## Provided material
__________

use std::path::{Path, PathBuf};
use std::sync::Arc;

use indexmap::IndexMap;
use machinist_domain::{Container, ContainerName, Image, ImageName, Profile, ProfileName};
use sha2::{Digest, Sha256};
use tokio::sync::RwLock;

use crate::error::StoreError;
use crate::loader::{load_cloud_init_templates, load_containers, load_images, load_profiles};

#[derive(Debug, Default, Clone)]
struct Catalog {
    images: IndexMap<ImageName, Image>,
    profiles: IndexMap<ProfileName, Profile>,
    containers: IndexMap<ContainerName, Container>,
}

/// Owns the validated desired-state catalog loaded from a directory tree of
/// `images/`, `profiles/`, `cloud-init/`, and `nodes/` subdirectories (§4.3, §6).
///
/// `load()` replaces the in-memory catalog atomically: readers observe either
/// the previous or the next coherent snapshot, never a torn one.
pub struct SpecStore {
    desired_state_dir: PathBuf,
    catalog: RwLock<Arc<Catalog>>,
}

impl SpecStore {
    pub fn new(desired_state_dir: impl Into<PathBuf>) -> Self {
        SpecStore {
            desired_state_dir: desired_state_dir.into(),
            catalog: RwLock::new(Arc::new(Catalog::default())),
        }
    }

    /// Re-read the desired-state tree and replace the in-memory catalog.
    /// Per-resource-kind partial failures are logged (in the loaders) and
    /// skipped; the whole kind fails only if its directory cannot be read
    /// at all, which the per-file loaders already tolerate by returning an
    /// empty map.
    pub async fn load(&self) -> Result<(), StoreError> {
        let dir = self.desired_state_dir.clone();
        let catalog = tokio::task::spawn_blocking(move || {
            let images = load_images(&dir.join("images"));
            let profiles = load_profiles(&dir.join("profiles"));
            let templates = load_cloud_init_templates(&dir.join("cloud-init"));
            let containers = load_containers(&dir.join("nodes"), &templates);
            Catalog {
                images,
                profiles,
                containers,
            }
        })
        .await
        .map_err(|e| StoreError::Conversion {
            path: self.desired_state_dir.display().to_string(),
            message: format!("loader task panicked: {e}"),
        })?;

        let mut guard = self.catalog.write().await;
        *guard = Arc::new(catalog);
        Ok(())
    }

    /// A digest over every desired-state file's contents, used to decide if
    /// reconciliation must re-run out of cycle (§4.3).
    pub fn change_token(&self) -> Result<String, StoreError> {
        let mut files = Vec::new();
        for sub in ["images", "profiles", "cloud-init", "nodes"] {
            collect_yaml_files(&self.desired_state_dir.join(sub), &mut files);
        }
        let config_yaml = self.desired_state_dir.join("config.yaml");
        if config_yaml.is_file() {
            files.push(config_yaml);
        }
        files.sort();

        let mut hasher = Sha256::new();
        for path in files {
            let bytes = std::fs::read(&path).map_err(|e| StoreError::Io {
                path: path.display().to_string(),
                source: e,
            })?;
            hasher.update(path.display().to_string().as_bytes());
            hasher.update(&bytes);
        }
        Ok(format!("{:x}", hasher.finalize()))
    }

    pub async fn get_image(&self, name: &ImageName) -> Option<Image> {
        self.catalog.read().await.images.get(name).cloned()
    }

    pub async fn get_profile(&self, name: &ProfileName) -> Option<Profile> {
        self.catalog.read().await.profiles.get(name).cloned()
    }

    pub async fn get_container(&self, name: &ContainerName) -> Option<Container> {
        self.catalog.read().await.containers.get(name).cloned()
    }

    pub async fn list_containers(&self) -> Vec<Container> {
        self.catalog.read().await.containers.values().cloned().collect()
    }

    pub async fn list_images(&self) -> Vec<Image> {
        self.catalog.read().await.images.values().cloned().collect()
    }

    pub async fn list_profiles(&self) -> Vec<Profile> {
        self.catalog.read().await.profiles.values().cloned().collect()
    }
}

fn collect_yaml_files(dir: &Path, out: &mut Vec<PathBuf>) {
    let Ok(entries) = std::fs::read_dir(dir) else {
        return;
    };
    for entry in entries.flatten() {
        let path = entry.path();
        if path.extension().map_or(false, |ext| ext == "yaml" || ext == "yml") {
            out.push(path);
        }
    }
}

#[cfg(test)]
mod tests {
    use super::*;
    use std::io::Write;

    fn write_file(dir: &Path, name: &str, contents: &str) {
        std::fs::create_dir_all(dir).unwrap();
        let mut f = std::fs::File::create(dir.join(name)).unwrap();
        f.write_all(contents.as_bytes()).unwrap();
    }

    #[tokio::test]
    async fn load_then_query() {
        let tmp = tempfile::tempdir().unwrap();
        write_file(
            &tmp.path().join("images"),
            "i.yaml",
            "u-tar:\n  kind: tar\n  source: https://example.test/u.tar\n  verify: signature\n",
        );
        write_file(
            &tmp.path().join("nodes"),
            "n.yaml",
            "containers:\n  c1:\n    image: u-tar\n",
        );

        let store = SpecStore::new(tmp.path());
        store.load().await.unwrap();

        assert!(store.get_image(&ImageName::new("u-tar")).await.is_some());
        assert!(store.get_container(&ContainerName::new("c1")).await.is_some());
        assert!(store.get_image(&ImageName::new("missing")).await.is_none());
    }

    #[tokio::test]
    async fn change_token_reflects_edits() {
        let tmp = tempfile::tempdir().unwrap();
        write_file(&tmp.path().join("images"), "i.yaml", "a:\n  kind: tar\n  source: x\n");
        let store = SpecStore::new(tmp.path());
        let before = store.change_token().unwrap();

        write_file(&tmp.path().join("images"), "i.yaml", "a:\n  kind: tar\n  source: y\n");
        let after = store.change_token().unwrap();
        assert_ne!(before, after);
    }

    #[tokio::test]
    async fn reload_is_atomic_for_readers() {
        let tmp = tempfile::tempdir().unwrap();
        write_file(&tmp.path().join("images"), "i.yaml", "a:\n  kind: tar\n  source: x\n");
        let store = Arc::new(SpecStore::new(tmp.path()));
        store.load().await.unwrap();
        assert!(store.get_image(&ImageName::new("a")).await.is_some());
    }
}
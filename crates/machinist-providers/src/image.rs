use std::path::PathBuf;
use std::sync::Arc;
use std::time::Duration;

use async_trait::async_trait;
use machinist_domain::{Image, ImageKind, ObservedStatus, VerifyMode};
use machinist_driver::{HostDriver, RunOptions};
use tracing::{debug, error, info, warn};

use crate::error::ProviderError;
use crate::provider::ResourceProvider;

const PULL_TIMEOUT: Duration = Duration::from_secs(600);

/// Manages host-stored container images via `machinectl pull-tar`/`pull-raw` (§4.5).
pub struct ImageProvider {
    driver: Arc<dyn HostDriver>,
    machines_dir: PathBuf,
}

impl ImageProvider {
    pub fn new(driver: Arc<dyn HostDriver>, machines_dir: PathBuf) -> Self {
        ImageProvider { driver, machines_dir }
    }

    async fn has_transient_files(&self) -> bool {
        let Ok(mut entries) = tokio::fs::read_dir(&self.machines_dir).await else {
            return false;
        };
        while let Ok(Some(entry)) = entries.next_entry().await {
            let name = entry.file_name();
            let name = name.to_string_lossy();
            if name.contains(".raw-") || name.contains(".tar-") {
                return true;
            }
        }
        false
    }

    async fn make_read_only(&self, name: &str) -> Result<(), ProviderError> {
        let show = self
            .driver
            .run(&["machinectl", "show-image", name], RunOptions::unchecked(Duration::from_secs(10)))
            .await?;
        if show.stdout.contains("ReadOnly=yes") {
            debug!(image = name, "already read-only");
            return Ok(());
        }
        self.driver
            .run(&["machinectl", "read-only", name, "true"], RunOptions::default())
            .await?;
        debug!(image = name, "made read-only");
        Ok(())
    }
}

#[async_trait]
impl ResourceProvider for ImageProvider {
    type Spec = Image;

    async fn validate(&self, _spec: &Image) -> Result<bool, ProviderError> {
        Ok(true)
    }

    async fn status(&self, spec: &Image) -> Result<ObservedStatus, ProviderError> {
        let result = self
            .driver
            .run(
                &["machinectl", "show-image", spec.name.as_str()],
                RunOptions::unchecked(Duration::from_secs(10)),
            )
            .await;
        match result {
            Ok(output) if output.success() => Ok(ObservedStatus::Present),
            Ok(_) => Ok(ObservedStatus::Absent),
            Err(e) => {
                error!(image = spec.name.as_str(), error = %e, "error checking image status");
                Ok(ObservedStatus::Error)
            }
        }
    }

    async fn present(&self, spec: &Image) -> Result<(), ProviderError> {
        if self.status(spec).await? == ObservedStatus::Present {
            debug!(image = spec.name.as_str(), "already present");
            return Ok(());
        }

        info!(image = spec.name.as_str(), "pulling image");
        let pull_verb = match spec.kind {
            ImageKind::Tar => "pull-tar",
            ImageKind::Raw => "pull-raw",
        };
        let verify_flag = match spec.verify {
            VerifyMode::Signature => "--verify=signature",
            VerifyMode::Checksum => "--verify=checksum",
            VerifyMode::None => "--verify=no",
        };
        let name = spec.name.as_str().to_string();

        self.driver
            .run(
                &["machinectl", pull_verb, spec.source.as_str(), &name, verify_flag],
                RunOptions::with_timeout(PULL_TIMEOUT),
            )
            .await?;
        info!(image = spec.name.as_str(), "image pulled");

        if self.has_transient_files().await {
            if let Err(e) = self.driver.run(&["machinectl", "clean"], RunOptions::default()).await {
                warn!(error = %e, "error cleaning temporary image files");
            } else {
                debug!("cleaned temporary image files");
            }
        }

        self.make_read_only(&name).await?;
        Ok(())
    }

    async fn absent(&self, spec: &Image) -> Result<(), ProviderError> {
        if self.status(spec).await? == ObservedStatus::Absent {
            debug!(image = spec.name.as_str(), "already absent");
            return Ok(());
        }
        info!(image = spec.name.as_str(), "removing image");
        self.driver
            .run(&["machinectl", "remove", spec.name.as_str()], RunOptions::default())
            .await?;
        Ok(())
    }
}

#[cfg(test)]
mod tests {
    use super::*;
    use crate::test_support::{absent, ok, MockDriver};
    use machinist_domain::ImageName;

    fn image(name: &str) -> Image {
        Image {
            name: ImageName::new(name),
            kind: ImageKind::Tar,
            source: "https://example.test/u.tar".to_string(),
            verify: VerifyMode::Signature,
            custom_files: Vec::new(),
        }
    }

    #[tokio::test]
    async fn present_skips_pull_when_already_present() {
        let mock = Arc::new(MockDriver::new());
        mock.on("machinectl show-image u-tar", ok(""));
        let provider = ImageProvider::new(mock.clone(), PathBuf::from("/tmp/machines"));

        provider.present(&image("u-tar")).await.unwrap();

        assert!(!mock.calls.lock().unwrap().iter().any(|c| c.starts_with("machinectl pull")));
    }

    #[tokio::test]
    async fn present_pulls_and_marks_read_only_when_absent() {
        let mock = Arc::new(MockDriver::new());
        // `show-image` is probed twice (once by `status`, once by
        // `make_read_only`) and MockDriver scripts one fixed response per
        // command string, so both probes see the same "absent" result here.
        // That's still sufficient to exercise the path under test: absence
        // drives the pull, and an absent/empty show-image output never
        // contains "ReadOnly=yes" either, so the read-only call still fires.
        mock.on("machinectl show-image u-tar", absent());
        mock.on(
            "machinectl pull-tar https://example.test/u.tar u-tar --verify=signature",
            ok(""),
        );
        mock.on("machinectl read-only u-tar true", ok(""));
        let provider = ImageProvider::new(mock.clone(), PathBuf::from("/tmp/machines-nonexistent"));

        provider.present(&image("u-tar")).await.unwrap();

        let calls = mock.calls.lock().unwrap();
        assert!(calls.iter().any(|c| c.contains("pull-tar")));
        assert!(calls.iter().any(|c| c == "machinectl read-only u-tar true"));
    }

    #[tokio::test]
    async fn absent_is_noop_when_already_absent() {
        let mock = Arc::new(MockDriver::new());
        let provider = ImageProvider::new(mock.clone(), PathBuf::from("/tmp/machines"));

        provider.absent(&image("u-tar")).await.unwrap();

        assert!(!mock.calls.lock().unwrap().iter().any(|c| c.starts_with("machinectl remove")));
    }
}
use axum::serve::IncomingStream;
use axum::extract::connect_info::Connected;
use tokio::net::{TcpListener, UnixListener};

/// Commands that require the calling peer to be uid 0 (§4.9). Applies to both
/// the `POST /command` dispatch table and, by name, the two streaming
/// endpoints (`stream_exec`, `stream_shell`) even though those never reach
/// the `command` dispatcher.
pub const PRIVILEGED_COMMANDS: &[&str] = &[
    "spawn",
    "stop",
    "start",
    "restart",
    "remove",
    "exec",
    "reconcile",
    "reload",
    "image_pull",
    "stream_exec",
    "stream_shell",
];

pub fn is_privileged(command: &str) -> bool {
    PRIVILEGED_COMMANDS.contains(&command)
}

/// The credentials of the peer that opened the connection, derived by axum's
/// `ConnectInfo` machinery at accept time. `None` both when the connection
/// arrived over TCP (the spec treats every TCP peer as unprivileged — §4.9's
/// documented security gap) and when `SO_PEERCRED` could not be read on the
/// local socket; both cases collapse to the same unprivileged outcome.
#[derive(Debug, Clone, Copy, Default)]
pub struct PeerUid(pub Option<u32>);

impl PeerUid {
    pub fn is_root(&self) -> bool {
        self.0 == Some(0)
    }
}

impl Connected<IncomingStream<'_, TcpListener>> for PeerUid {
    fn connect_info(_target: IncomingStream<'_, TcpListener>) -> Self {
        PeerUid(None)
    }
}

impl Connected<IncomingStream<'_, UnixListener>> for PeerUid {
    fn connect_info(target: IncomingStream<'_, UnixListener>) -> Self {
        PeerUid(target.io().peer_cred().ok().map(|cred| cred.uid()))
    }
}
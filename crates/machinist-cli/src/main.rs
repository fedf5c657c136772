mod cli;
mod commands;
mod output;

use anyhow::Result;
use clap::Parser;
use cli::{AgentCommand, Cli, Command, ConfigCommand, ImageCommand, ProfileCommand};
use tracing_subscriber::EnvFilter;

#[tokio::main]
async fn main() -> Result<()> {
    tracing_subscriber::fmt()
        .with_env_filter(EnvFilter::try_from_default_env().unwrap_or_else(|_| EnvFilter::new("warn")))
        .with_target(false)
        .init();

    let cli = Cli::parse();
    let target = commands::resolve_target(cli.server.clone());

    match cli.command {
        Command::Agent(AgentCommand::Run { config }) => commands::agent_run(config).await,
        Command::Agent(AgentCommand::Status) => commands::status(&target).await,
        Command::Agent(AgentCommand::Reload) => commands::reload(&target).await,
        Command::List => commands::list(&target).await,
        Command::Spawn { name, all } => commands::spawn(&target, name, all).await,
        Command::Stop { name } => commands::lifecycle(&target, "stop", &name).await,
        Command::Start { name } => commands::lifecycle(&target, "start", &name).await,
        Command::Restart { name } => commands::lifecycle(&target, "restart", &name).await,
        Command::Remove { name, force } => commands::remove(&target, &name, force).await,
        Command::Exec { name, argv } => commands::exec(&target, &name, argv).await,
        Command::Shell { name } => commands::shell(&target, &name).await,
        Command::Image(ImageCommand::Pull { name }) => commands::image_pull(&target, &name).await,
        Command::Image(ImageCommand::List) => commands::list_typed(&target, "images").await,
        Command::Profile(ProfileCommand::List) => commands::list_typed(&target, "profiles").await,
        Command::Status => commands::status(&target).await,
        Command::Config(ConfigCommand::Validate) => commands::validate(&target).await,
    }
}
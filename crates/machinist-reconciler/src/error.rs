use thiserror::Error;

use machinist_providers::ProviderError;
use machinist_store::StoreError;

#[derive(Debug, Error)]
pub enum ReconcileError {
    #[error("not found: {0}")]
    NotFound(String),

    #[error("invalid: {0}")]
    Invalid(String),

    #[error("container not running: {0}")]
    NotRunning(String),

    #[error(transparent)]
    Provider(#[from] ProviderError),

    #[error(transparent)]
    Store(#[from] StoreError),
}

__________

Check the listing for the word "directory". Show each line that has it.

## Answer to this task
/// Owns the validated desired-state catalog loaded from a directory tree of
    /// skipped; the whole kind fails only if its directory cannot be read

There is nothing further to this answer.